* WHAT THE TASK REQUIRES *
Read the lines below, and copy any that contain the string "content".

* INFORMATION SHOWN *
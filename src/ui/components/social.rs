//! Social-login button
//!
//! Stateless control parameterized by a provider identifier. The visual
//! variant comes from a fixed lookup over known providers; anything else
//! falls back to a capitalized generic label with no icon. Activation is
//! the enclosing page's job; this module only renders.

use super::button::render_button;
use ratatui::{layout::Rect, Frame};

/// Icon stand-in for a known provider (brand glyphs don't exist in
/// terminal fonts, mirroring the Chrome-for-Google stand-in upstream)
pub fn provider_icon(provider: &str) -> Option<&'static str> {
    match provider.to_lowercase().as_str() {
        "google" => Some("◎"),
        "github" => Some("⑂"),
        _ => None,
    }
}

/// Display label for a provider
pub fn provider_label(provider: &str) -> String {
    match provider.to_lowercase().as_str() {
        "google" => "Sign in with Google".to_string(),
        "github" => "Sign in with GitHub".to_string(),
        other => {
            let mut chars = other.chars();
            let capitalized = match chars.next() {
                Some(first) => first.to_uppercase().collect::<String>() + chars.as_str(),
                None => String::new(),
            };
            format!("Sign in with {capitalized}")
        }
    }
}

/// Render a social-login button for a provider
pub fn render_social_button(
    frame: &mut Frame,
    area: Rect,
    provider: &str,
    is_selected: bool,
    is_loading: bool,
    busy_frame: &str,
) {
    let content = if is_loading {
        format!("{busy_frame} Processing...")
    } else {
        match provider_icon(provider) {
            Some(icon) => format!("{icon} {}", provider_label(provider)),
            None => provider_label(provider),
        }
    };
    render_button(frame, area, &content, is_selected, !is_loading);
}

#[cfg(test)]
mod tests {
    use super::*;

    #[test]
    fn test_known_providers_have_icons() {
        assert!(provider_icon("google").is_some());
        assert!(provider_icon("github").is_some());
        assert!(provider_icon("GitHub").is_some());
    }

    #[test]
    fn test_unknown_provider_has_no_icon() {
        assert!(provider_icon("facebook").is_none());
        assert!(provider_icon("").is_none());
    }

    #[test]
    fn test_known_provider_labels() {
        assert_eq!(provider_label("google"), "Sign in with Google");
        assert_eq!(provider_label("github"), "Sign in with GitHub");
    }

    #[test]
    fn test_unknown_provider_falls_back_to_generic_label() {
        assert_eq!(provider_label("facebook"), "Sign in with Facebook");
        assert_eq!(provider_label("x"), "Sign in with X");
    }
}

* SOLVED PROBLEM *
    let content = if is_loading {
    render_button(frame, area, &content, is_selected, !is_loading);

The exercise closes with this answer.